La terza meraviglia

Calvera (Càlavìrë in dialetto lucano) è un comune italiano di 383 abitanti della provincia di Potenza, in Basilicata.

Geografia fisica

Sorge a 630 m s.l.m. nella zona meridionale della provincia.

Confina con i comuni di: Teana (7 km), Carbone (8 km), Castronuovo di Sant’Andrea (16 km) e San Chirico Raparo (23 km). Dista 113 km da Potenza e 108 km dall’altra provincia lucana di Matera.

La Storia

La prima traccia di Calvera si ha nel 1053 in una carta geografica greca. Il nome, scritto in greco, tradotto significa bell’ aria. La prima notizia documentata risale allepoca angioina nel 1280, in questo documento sono riportate tutte le terre della Basilicata, che corrisponde all?incirca all?attuale provincia.

Documenti più recenti del 1865 dimostrano che molti paesi dalla Basilicata come Cersosimo, Episcopia, Carbone, Chiaromonte, Policoro e Calvera erano invasi in passato da popoli greci, questo a causa delle persecuzioni del VIII secolo, dopo che l’imperatore greco abolì conventi e vietò di portare l’abito, la conseguenza fu l’immigrazione non solo di monaci ma anche di molti laici. I monaci costruirono a Calvera un monastero e influenzarono molto la nostra cultura, ad esempio basta pensare alle molte denominazioni grecaniche come calanga, frana da axaia o catuoie locale a piano terra da sotterraneo.

Anche l’ economia ebbe dei cambiamenti, infatti fino agli inizi del 1800 vi era la coltivazione del gesso e del baco da seta, tipiche attività greche.

Nel 1134 Beato Nilo abate del monastero di Carbone comprò il castello di Calvera per il prezzo di (500) cinquecento ducati dai fratelli Alessandro e Riccardo signori di Chiaromonte.

L’atto di compravendita è scritto in latino, la data scritta sul contratto è indicata secondo l’era di Costantinopoli o bizantina , parte con 5509 anni a.C. per questo equivale al 1134  dell’era cristiana.

Sono stati trovati dei ruderi a pochi chilometri dal centro abitato su una collina e si pensa che lì possa essere il castello.

Il quel periodo, il castello non aveva una buona stabilità e tranquillità, a causa di contese tra il monastero di carbone e dai vescovi d’Anglona e Tursi.

In seguito, fu occupata per un breve periodo di tempo da Giulio di Sant’ Arcangelo, di cui non si hanno molte notizie ed in fine ritornò nelle mani del monastero di Carbone.

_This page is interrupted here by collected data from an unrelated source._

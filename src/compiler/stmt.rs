use crate::{
    ast::{
        ast::Block,
        expressions::Expr,
        statements::Stmt,
    },
    errors::errors::InternalError,
};

use super::{
    compiler::Compiler,
    expr::{gen_address, gen_assign, gen_call, gen_expression, gen_jump_code},
    instructions::{Opcode, Operand, Register},
};

const SYSCALL_PRINT_INT: i32 = 1;
const SYSCALL_PRINT_STRING: i32 = 4;
const SYSCALL_READ_INT: i32 = 5;

/// Generates the statements of a block. Local storage was already reserved
/// by the function prologue.
pub fn gen_block(compiler: &mut Compiler, block: &Block) -> Result<(), InternalError> {
    for stmt in &block.stmts {
        gen_statement(compiler, stmt)?;
    }
    Ok(())
}

/// Generates code for a statement. Statements leave the stack as they
/// found it.
pub fn gen_statement(compiler: &mut Compiler, stmt: &Stmt) -> Result<(), InternalError> {
    match stmt {
        Stmt::Assign(assign) => {
            gen_assign(compiler, assign)?;
            compiler.pop(Register::T0);
        }
        Stmt::PostInc(loc) => gen_step(compiler, loc, Opcode::Add)?,
        Stmt::PostDec(loc) => gen_step(compiler, loc, Opcode::Sub)?,
        Stmt::Read(loc) => {
            compiler.emit(
                Opcode::Li,
                vec![Register::V0.into(), SYSCALL_READ_INT.into()],
            );
            compiler.emit(Opcode::Syscall, vec![]);
            gen_address(compiler, loc)?;
            compiler.emit(
                Opcode::Sw,
                vec![Register::V0.into(), Operand::Indexed(0, Register::T0)],
            );
        }
        Stmt::Write(expr) => {
            let service = if matches!(expr, Expr::StrLit { .. }) {
                SYSCALL_PRINT_STRING
            } else {
                SYSCALL_PRINT_INT
            };
            gen_expression(compiler, expr)?;
            compiler.pop(Register::A0);
            compiler.emit(Opcode::Li, vec![Register::V0.into(), service.into()]);
            compiler.emit(Opcode::Syscall, vec![]);
        }
        Stmt::If { cond, then_block } => {
            let then_label = compiler.next_label();
            let done = compiler.next_label();

            gen_jump_code(compiler, cond, &then_label, &done)?;
            compiler.emit_label(&then_label);
            gen_block(compiler, then_block)?;
            compiler.emit_label(&done);
        }
        Stmt::IfElse {
            cond,
            then_block,
            else_block,
        } => {
            let then_label = compiler.next_label();
            let else_label = compiler.next_label();
            let done = compiler.next_label();

            gen_jump_code(compiler, cond, &then_label, &else_label)?;
            compiler.emit_label(&then_label);
            gen_block(compiler, then_block)?;
            compiler.branch(&done);
            compiler.emit_label(&else_label);
            gen_block(compiler, else_block)?;
            compiler.emit_label(&done);
        }
        Stmt::While { cond, body } => {
            let test = compiler.next_label();
            let body_label = compiler.next_label();
            let done = compiler.next_label();

            compiler.emit_label(&test);
            gen_jump_code(compiler, cond, &body_label, &done)?;
            compiler.emit_label(&body_label);
            gen_block(compiler, body)?;
            compiler.branch(&test);
            compiler.emit_label(&done);
        }
        Stmt::Call(call) => gen_call(compiler, call)?,
        Stmt::Return { value, position } => {
            let return_label = compiler
                .frame
                .as_ref()
                .map(|frame| frame.return_label.clone())
                .ok_or(InternalError::ReturnOutsideFunction {
                    position: *position,
                })?;

            if let Some(value) = value {
                gen_expression(compiler, value)?;
                compiler.pop(Register::V0);
            }
            compiler.branch(&return_label);
        }
    }
    Ok(())
}

/// `loc++` and `loc--`: a read-modify-write through the location's
/// address.
fn gen_step(compiler: &mut Compiler, loc: &Expr, opcode: Opcode) -> Result<(), InternalError> {
    gen_address(compiler, loc)?;
    compiler.emit(
        Opcode::Lw,
        vec![Register::T1.into(), Operand::Indexed(0, Register::T0)],
    );
    compiler.emit(
        opcode,
        vec![Register::T1.into(), Register::T1.into(), 1.into()],
    );
    compiler.emit(
        Opcode::Sw,
        vec![Register::T1.into(), Operand::Indexed(0, Register::T0)],
    );
    Ok(())
}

La vita religiosa di Calvera e la tranquillità del monastero erano perturbate dall’attivata eretica di fraticelli scomunicati dal pontefice Bonifacio VIII che, per sottrarsi al castigo, fuggirono verso la Sicilia e in tale viaggio fecero dimora in queste terre.

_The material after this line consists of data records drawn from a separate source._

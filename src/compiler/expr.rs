use crate::{
    ast::{
        ast::Id,
        expressions::{Assign, BinaryOp, Call, Expr, UnaryOp},
    },
    errors::errors::InternalError,
    symbols::symbols::Storage,
};

use super::{
    compiler::{function_label, global_label, Compiler},
    instructions::{Opcode, Operand, Register},
};

/// Storage of the variable an identifier is linked to.
fn storage_of(compiler: &Compiler, id: &Id) -> Result<Storage, InternalError> {
    compiler
        .symbols
        .get(id.symbol()?)
        .storage()
        .ok_or_else(|| InternalError::UnexpectedSymbolKind {
            name: id.name.clone(),
            expected: "variable",
        })
}

/// Operand addressing a variable or parameter.
fn variable_operand(compiler: &Compiler, id: &Id) -> Result<Operand, InternalError> {
    match storage_of(compiler, id)? {
        Storage::Global => Ok(Operand::Label(global_label(&id.name))),
        Storage::Local(offset) => Ok(Operand::Indexed(offset, Register::Fp)),
        Storage::Field(_) => Err(InternalError::UnexpectedSymbolKind {
            name: id.name.clone(),
            expected: "variable",
        }),
    }
}

/// Leaves the address of a location in `$t0`.
///
/// A field's address is its struct's address plus the field offset, so a
/// chain like `a.b.c` adds one offset per link.
pub fn gen_address(compiler: &mut Compiler, loc: &Expr) -> Result<(), InternalError> {
    match loc {
        Expr::Id(id) => {
            let operand = variable_operand(compiler, id)?;
            compiler.emit(Opcode::La, vec![Register::T0.into(), operand]);
        }
        Expr::DotAccess(dot) => {
            gen_address(compiler, &dot.loc)?;
            let Storage::Field(offset) = storage_of(compiler, &dot.field)? else {
                return Err(InternalError::UnexpectedSymbolKind {
                    name: dot.field.name.clone(),
                    expected: "struct field",
                });
            };
            if offset != 0 {
                compiler.emit(
                    Opcode::Addu,
                    vec![Register::T0.into(), Register::T0.into(), offset.into()],
                );
            }
        }
        other => {
            return Err(InternalError::NotALocation {
                position: other.position(),
            })
        }
    }
    Ok(())
}

/// Generates code that pushes the value of `expr`.
///
/// Every expression leaves exactly one word on the stack.
pub fn gen_expression(compiler: &mut Compiler, expr: &Expr) -> Result<(), InternalError> {
    match expr {
        Expr::IntLit { value, .. } => {
            compiler.emit(Opcode::Li, vec![Register::T0.into(), (*value).into()]);
            compiler.push(Register::T0);
        }
        Expr::StrLit { value, .. } => {
            let label = compiler.string_label(value);
            compiler.emit(Opcode::La, vec![Register::T0.into(), Operand::Label(label)]);
            compiler.push(Register::T0);
        }
        Expr::True(_) | Expr::False(_) => {
            let value = i32::from(matches!(expr, Expr::True(_)));
            compiler.emit(Opcode::Li, vec![Register::T0.into(), value.into()]);
            compiler.push(Register::T0);
        }
        Expr::Id(id) => {
            let operand = variable_operand(compiler, id)?;
            compiler.emit(Opcode::Lw, vec![Register::T0.into(), operand]);
            compiler.push(Register::T0);
        }
        Expr::DotAccess(_) => {
            gen_address(compiler, expr)?;
            compiler.emit(
                Opcode::Lw,
                vec![Register::T0.into(), Operand::Indexed(0, Register::T0)],
            );
            compiler.push(Register::T0);
        }
        Expr::Assign(assign) => gen_assign(compiler, assign)?,
        Expr::Call(call) => {
            gen_call(compiler, call)?;
            compiler.push(Register::V0);
        }
        Expr::Unary { op, operand } => {
            gen_expression(compiler, operand)?;
            compiler.pop(Register::T0);
            match op {
                UnaryOp::Negate => compiler.emit(
                    Opcode::Sub,
                    vec![Register::T0.into(), Register::Zero.into(), Register::T0.into()],
                ),
                UnaryOp::Not => compiler.emit(
                    Opcode::Xori,
                    vec![Register::T0.into(), Register::T0.into(), 1.into()],
                ),
            }
            compiler.push(Register::T0);
        }
        Expr::Binary { op, left, right } => {
            let Some(opcode) = value_opcode(*op) else {
                return gen_short_circuit(compiler, *op, left, right);
            };
            gen_expression(compiler, left)?;
            gen_expression(compiler, right)?;
            compiler.pop(Register::T1);
            compiler.pop(Register::T0);
            compiler.emit(
                opcode,
                vec![Register::T0.into(), Register::T0.into(), Register::T1.into()],
            );
            compiler.push(Register::T0);
        }
    }
    Ok(())
}

/// The instruction computing a strict binary operator, `None` for the
/// short-circuit ones.
fn value_opcode(op: BinaryOp) -> Option<Opcode> {
    let opcode = match op {
        BinaryOp::Plus => Opcode::Add,
        BinaryOp::Minus => Opcode::Sub,
        BinaryOp::Times => Opcode::Mul,
        BinaryOp::Divide => Opcode::Div,
        BinaryOp::Equals => Opcode::Seq,
        BinaryOp::NotEquals => Opcode::Sne,
        BinaryOp::Less => Opcode::Slt,
        BinaryOp::Greater => Opcode::Sgt,
        BinaryOp::LessEquals => Opcode::Sle,
        BinaryOp::GreaterEquals => Opcode::Sge,
        BinaryOp::And | BinaryOp::Or => return None,
    };
    Some(opcode)
}

fn branch_opcode(op: BinaryOp) -> Option<Opcode> {
    match op {
        BinaryOp::Equals => Some(Opcode::Beq),
        BinaryOp::NotEquals => Some(Opcode::Bne),
        BinaryOp::Less => Some(Opcode::Blt),
        BinaryOp::Greater => Some(Opcode::Bgt),
        BinaryOp::LessEquals => Some(Opcode::Ble),
        BinaryOp::GreaterEquals => Some(Opcode::Bge),
        _ => None,
    }
}

/// The value of `&&` or `||`. The right operand only runs when the left
/// one does not decide the result.
fn gen_short_circuit(compiler: &mut Compiler, op: BinaryOp, left: &Expr, right: &Expr) -> Result<(), InternalError> {
    let done = compiler.next_label();
    let skip = if op == BinaryOp::And {
        Opcode::Beq
    } else {
        Opcode::Bne
    };

    gen_expression(compiler, left)?;
    // The left value stays on the stack as the result when it decides
    compiler.emit(
        Opcode::Lw,
        vec![Register::T0.into(), Operand::Indexed(4, Register::Sp)],
    );
    compiler.emit(
        skip,
        vec![Register::T0.into(), Register::Zero.into(), done.as_str().into()],
    );
    compiler.pop(Register::T0);
    gen_expression(compiler, right)?;
    compiler.emit_label(&done);

    Ok(())
}

/// Stores the right side into the left and leaves the stored value on the
/// stack.
pub fn gen_assign(compiler: &mut Compiler, assign: &Assign) -> Result<(), InternalError> {
    gen_expression(compiler, &assign.rhs)?;
    gen_address(compiler, &assign.lhs)?;
    compiler.emit(
        Opcode::Lw,
        vec![Register::T1.into(), Operand::Indexed(4, Register::Sp)],
    );
    compiler.emit(
        Opcode::Sw,
        vec![Register::T1.into(), Operand::Indexed(0, Register::T0)],
    );
    Ok(())
}

/// Calls a function, leaving its result in `$v0`.
///
/// Arguments are pushed in order; the callee's epilogue pops them.
pub fn gen_call(compiler: &mut Compiler, call: &Call) -> Result<(), InternalError> {
    for arg in &call.args {
        gen_expression(compiler, arg)?;
    }
    compiler.emit(
        Opcode::Jal,
        vec![Operand::Label(function_label(&call.callee.name))],
    );
    Ok(())
}

/// Generates code that branches to `true_label` when `expr` holds and to
/// `false_label` otherwise, without pushing a value where avoidable.
pub fn gen_jump_code(
    compiler: &mut Compiler,
    expr: &Expr,
    true_label: &str,
    false_label: &str,
) -> Result<(), InternalError> {
    match expr {
        Expr::True(_) => compiler.branch(true_label),
        Expr::False(_) => compiler.branch(false_label),
        Expr::Unary {
            op: UnaryOp::Not,
            operand,
        } => gen_jump_code(compiler, operand, false_label, true_label)?,
        Expr::Binary {
            op: BinaryOp::And,
            left,
            right,
        } => {
            let right_label = compiler.next_label();
            gen_jump_code(compiler, left, &right_label, false_label)?;
            compiler.emit_label(&right_label);
            gen_jump_code(compiler, right, true_label, false_label)?;
        }
        Expr::Binary {
            op: BinaryOp::Or,
            left,
            right,
        } => {
            let right_label = compiler.next_label();
            gen_jump_code(compiler, left, true_label, &right_label)?;
            compiler.emit_label(&right_label);
            gen_jump_code(compiler, right, true_label, false_label)?;
        }
        Expr::Binary { op, left, right } if branch_opcode(*op).is_some() => {
            gen_expression(compiler, left)?;
            gen_expression(compiler, right)?;
            compiler.pop(Register::T1);
            compiler.pop(Register::T0);
            if let Some(opcode) = branch_opcode(*op) {
                compiler.emit(
                    opcode,
                    vec![Register::T0.into(), Register::T1.into(), true_label.into()],
                );
            }
            compiler.branch(false_label);
        }
        _ => {
            gen_expression(compiler, expr)?;
            compiler.pop(Register::T0);
            compiler.emit(
                Opcode::Beq,
                vec![Register::T0.into(), Register::Zero.into(), false_label.into()],
            );
            compiler.branch(true_label);
        }
    }
    Ok(())
}
//! Turns a program back into source text.
//!
//! Expressions are fully parenthesised. When a symbol arena is supplied,
//! every resolved identifier is followed by its type, e.g. `x(int)`.

use crate::symbols::symbols::SymbolArena;

use super::{
    ast::{Block, Decl, FnDecl, Id, Program, StructDecl, VarDecl},
    expressions::{Assign, Call, Expr},
    statements::Stmt,
    types::TypeNode,
};

const INDENT: &str = "    ";

pub fn unparse(program: &Program, symbols: Option<&SymbolArena>) -> String {
    let mut unparser = Unparser {
        out: String::new(),
        symbols,
    };

    for decl in &program.decls {
        unparser.decl(decl, 0);
    }

    unparser.out
}

struct Unparser<'a> {
    out: String,
    symbols: Option<&'a SymbolArena>,
}

impl Unparser<'_> {
    fn indent(&mut self, level: usize) {
        for _ in 0..level {
            self.out.push_str(INDENT);
        }
    }

    fn id(&mut self, id: &Id) {
        self.out.push_str(&id.name);
        if let (Some(symbols), Some(symbol)) = (self.symbols, id.symbol) {
            self.out.push_str(&format!("({})", symbols.type_of(symbol)));
        }
    }

    fn type_node(&mut self, ty: &TypeNode) {
        match ty {
            TypeNode::Struct(id) => {
                self.out.push_str("struct ");
                self.id(id);
            }
            other => self.out.push_str(&other.to_string()),
        }
    }

    fn decl(&mut self, decl: &Decl, level: usize) {
        match decl {
            Decl::Var(var) => self.var_decl(var, level),
            Decl::Fn(function) => self.fn_decl(function, level),
            Decl::Struct(structure) => self.struct_decl(structure, level),
        }
    }

    fn var_decl(&mut self, decl: &VarDecl, level: usize) {
        self.indent(level);
        self.type_node(&decl.ty);
        self.out.push(' ');
        self.id(&decl.id);
        self.out.push_str(";\n");
    }

    fn fn_decl(&mut self, decl: &FnDecl, level: usize) {
        self.indent(level);
        self.type_node(&decl.return_type);
        self.out.push(' ');
        self.id(&decl.id);
        self.out.push('(');
        for (i, formal) in decl.formals.iter().enumerate() {
            if i > 0 {
                self.out.push_str(", ");
            }
            self.type_node(&formal.ty);
            self.out.push(' ');
            self.id(&formal.id);
        }
        self.out.push_str(") {\n");
        self.block(&decl.body, level + 1);
        self.indent(level);
        self.out.push_str("}\n\n");
    }

    fn struct_decl(&mut self, decl: &StructDecl, level: usize) {
        self.indent(level);
        self.out.push_str("struct ");
        self.id(&decl.id);
        self.out.push_str(" {\n");
        for field in &decl.fields {
            self.var_decl(field, level + 1);
        }
        self.indent(level);
        self.out.push_str("};\n\n");
    }

    fn block(&mut self, block: &Block, level: usize) {
        for decl in &block.decls {
            self.var_decl(decl, level);
        }
        for stmt in &block.stmts {
            self.stmt(stmt, level);
        }
    }

    fn braced(&mut self, block: &Block, level: usize) {
        self.out.push_str(" {\n");
        self.block(block, level + 1);
        self.indent(level);
        self.out.push('}');
    }

    fn stmt(&mut self, stmt: &Stmt, level: usize) {
        self.indent(level);
        match stmt {
            Stmt::Assign(assign) => {
                self.assign(assign);
                self.out.push(';');
            }
            Stmt::PostInc(loc) => {
                self.expr(loc);
                self.out.push_str("++;");
            }
            Stmt::PostDec(loc) => {
                self.expr(loc);
                self.out.push_str("--;");
            }
            Stmt::Read(loc) => {
                self.out.push_str("cin >> ");
                self.expr(loc);
                self.out.push(';');
            }
            Stmt::Write(expr) => {
                self.out.push_str("cout << ");
                self.expr(expr);
                self.out.push(';');
            }
            Stmt::If { cond, then_block } => {
                self.out.push_str("if (");
                self.expr(cond);
                self.out.push(')');
                self.braced(then_block, level);
            }
            Stmt::IfElse {
                cond,
                then_block,
                else_block,
            } => {
                self.out.push_str("if (");
                self.expr(cond);
                self.out.push(')');
                self.braced(then_block, level);
                self.out.push_str(" else");
                self.braced(else_block, level);
            }
            Stmt::While { cond, body } => {
                self.out.push_str("while (");
                self.expr(cond);
                self.out.push(')');
                self.braced(body, level);
            }
            Stmt::Call(call) => {
                self.call(call);
                self.out.push(';');
            }
            Stmt::Return { value, .. } => {
                self.out.push_str("return");
                if let Some(value) = value {
                    self.out.push(' ');
                    self.expr(value);
                }
                self.out.push(';');
            }
        }
        self.out.push('\n');
    }

    fn assign(&mut self, assign: &Assign) {
        self.expr(&assign.lhs);
        self.out.push_str(" = ");
        self.expr(&assign.rhs);
    }

    fn call(&mut self, call: &Call) {
        self.id(&call.callee);
        self.out.push('(');
        for (i, arg) in call.args.iter().enumerate() {
            if i > 0 {
                self.out.push_str(", ");
            }
            self.expr(arg);
        }
        self.out.push(')');
    }

    fn expr(&mut self, expr: &Expr) {
        match expr {
            Expr::IntLit { value, .. } => self.out.push_str(&value.to_string()),
            Expr::StrLit { value, .. } => {
                self.out.push('"');
                self.out.push_str(value);
                self.out.push('"');
            }
            Expr::True(_) => self.out.push_str("true"),
            Expr::False(_) => self.out.push_str("false"),
            Expr::Id(id) => self.id(id),
            Expr::DotAccess(dot) => {
                self.expr(&dot.loc);
                self.out.push('.');
                self.id(&dot.field);
            }
            Expr::Assign(assign) => {
                self.out.push('(');
                self.assign(assign);
                self.out.push(')');
            }
            Expr::Call(call) => self.call(call),
            Expr::Unary { op, operand } => {
                self.out.push('(');
                self.out.push_str(op.symbol());
                self.expr(operand);
                self.out.push(')');
            }
            Expr::Binary { op, left, right } => {
                self.out.push('(');
                self.expr(left);
                self.out.push_str(&format!(" {} ", op.symbol()));
                self.expr(right);
                self.out.push(')');
            }
        }
    }
}

#[cfg(test)]
mod tests {
    use crate::{compile_source, lexer::lexer::tokenize, parser::parser::parse, errors::diagnostics::Diagnostics};

    use super::unparse;

    fn parse_source(source: &str) -> crate::ast::ast::Program {
        let mut diagnostics = Diagnostics::new();
        let tokens = tokenize(source, &mut diagnostics);
        parse(tokens).unwrap()
    }

    #[test]
    fn test_unparse_round_trips_layout() {
        let source = "int x;\n\
                      struct Point {\n    int x;\n    int y;\n};\n\n\
                      void main() {\n    struct Point p;\n    p.x = (1 + (2 * 3));\n    if ((x < 3)) {\n        cout << \"small\\n\";\n    } else {\n        x--;\n    }\n}\n\n";
        let program = parse_source(source);
        assert_eq!(unparse(&program, None), source);
    }

    #[test]
    fn test_unparse_annotates_resolved_identifiers() {
        let output = compile_source("int f(int a, bool b) { return a; }\nvoid main() { int y; y = f(1, true); }").unwrap();
        let program = output.program.unwrap();
        let text = unparse(&program, Some(&output.symbols));

        assert!(text.contains("int f(int,bool->int)(int a(int), bool b(bool)) {"));
        assert!(text.contains("return a(int);"));
        assert!(text.contains("y(int) = f(int,bool->int)(1, true);"));
    }
}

Professavano una vita solitaria e predicavano la comunità dei beni, a tal eccesso arrivavano a fare comuni anche le donne, seminando così i loro errori.

A Calvera fu costruito dai monaci Francescani un ospizio, è provato da uno stemma in pietra riportante il noto simbolo delle due mani incrociate con al centro in basso la scritta armis seraficis, lo stemma fa parte della collezione di pietre scolpite d’epoca della famiglia Mazzilli.

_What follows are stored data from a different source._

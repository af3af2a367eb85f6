use crate::{symbols::symbols::StructId, Position};

use super::ast::Id;

#[derive(Debug, Clone, Copy, PartialEq, Eq)]
pub enum BinaryOp {
    Plus,
    Minus,
    Times,
    Divide,
    And,
    Or,
    Equals,
    NotEquals,
    Less,
    Greater,
    LessEquals,
    GreaterEquals,
}

impl BinaryOp {
    pub fn is_arithmetic(&self) -> bool {
        matches!(
            self,
            BinaryOp::Plus | BinaryOp::Minus | BinaryOp::Times | BinaryOp::Divide
        )
    }

    pub fn is_logical(&self) -> bool {
        matches!(self, BinaryOp::And | BinaryOp::Or)
    }

    pub fn is_equality(&self) -> bool {
        matches!(self, BinaryOp::Equals | BinaryOp::NotEquals)
    }

    pub fn is_relational(&self) -> bool {
        matches!(
            self,
            BinaryOp::Less | BinaryOp::Greater | BinaryOp::LessEquals | BinaryOp::GreaterEquals
        )
    }

    pub fn symbol(&self) -> &'static str {
        match self {
            BinaryOp::Plus => "+",
            BinaryOp::Minus => "-",
            BinaryOp::Times => "*",
            BinaryOp::Divide => "/",
            BinaryOp::And => "&&",
            BinaryOp::Or => "||",
            BinaryOp::Equals => "==",
            BinaryOp::NotEquals => "!=",
            BinaryOp::Less => "<",
            BinaryOp::Greater => ">",
            BinaryOp::LessEquals => "<=",
            BinaryOp::GreaterEquals => ">=",
        }
    }
}

#[derive(Debug, Clone, Copy, PartialEq, Eq)]
pub enum UnaryOp {
    Not,
    Negate,
}

impl UnaryOp {
    pub fn symbol(&self) -> &'static str {
        match self {
            UnaryOp::Not => "!",
            UnaryOp::Negate => "-",
        }
    }
}

/// `loc.field`
#[derive(Debug, Clone, PartialEq)]
pub struct DotAccess {
    pub loc: Box<Expr>,
    pub field: Id,
    /// The struct definition whose fields `field` was resolved against.
    pub struct_def: Option<StructId>,
}

#[derive(Debug, Clone, PartialEq)]
pub struct Assign {
    pub lhs: Box<Expr>,
    pub rhs: Box<Expr>,
}

#[derive(Debug, Clone, PartialEq)]
pub struct Call {
    pub callee: Id,
    pub args: Vec<Expr>,
}

#[derive(Debug, Clone, PartialEq)]
pub enum Expr {
    IntLit { value: i32, position: Position },
    /// The literal's text between the quotes, escapes left as written.
    StrLit { value: String, position: Position },
    True(Position),
    False(Position),
    Id(Id),
    DotAccess(DotAccess),
    Assign(Assign),
    Call(Call),
    Unary { op: UnaryOp, operand: Box<Expr> },
    Binary {
        op: BinaryOp,
        left: Box<Expr>,
        right: Box<Expr>,
    },
}

impl Expr {
    /// The position diagnostics about this expression are reported at.
    pub fn position(&self) -> Position {
        match self {
            Expr::IntLit { position, .. } | Expr::StrLit { position, .. } => *position,
            Expr::True(position) | Expr::False(position) => *position,
            Expr::Id(id) => id.position,
            Expr::DotAccess(dot) => dot.field.position,
            Expr::Assign(assign) => assign.lhs.position(),
            Expr::Call(call) => call.callee.position,
            Expr::Unary { operand, .. } => operand.position(),
            Expr::Binary { left, .. } => left.position(),
        }
    }

    /// Whether the expression names a storage location.
    pub fn is_loc(&self) -> bool {
        matches!(self, Expr::Id(_) | Expr::DotAccess(_))
    }
}
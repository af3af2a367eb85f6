//! Symbols and scoped symbol tables.
//!
//! - `symbols`: symbol kinds, storage locations and the arena owning them
//! - `symbol_table`: the scope stack used by name analysis and by every
//!   struct definition for its private fields

pub mod symbol_table;
pub mod symbols;
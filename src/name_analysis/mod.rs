//! Name analysis module.
//!
//! The first semantic pass. It walks the AST once in source order and:
//!
//! - Binds every declaration in the symbol table, scope by scope
//! - Links every identifier use to its symbol
//! - Resolves struct field accesses against each struct's private fields
//! - Assigns frame offsets to formals and locals, and field offsets to
//!   struct members
//! - Checks that the program has a `main` function without parameters
//!
//! User errors are recorded as diagnostics and the walk continues.

pub mod name_analysis;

Dopo tre secoli il Castello venne conquistato da Ercole di San Severino (considerato il primo barone di Calvera) poi finì all’ultimo erede che fu Francesco San Severino.

Nel 1732 il feudo di Calvera fu in possesso del barone Don Giuseppe Donnaperna, che morì solo un anno dopo, il suo successore fu Giovan Battista ( fratello carnale), governò per nove anni e gli successe la nipote Donna Felice Donnaperna l’ultima Baronessa di Calvera, morì nel 1786 senza parenti successibili.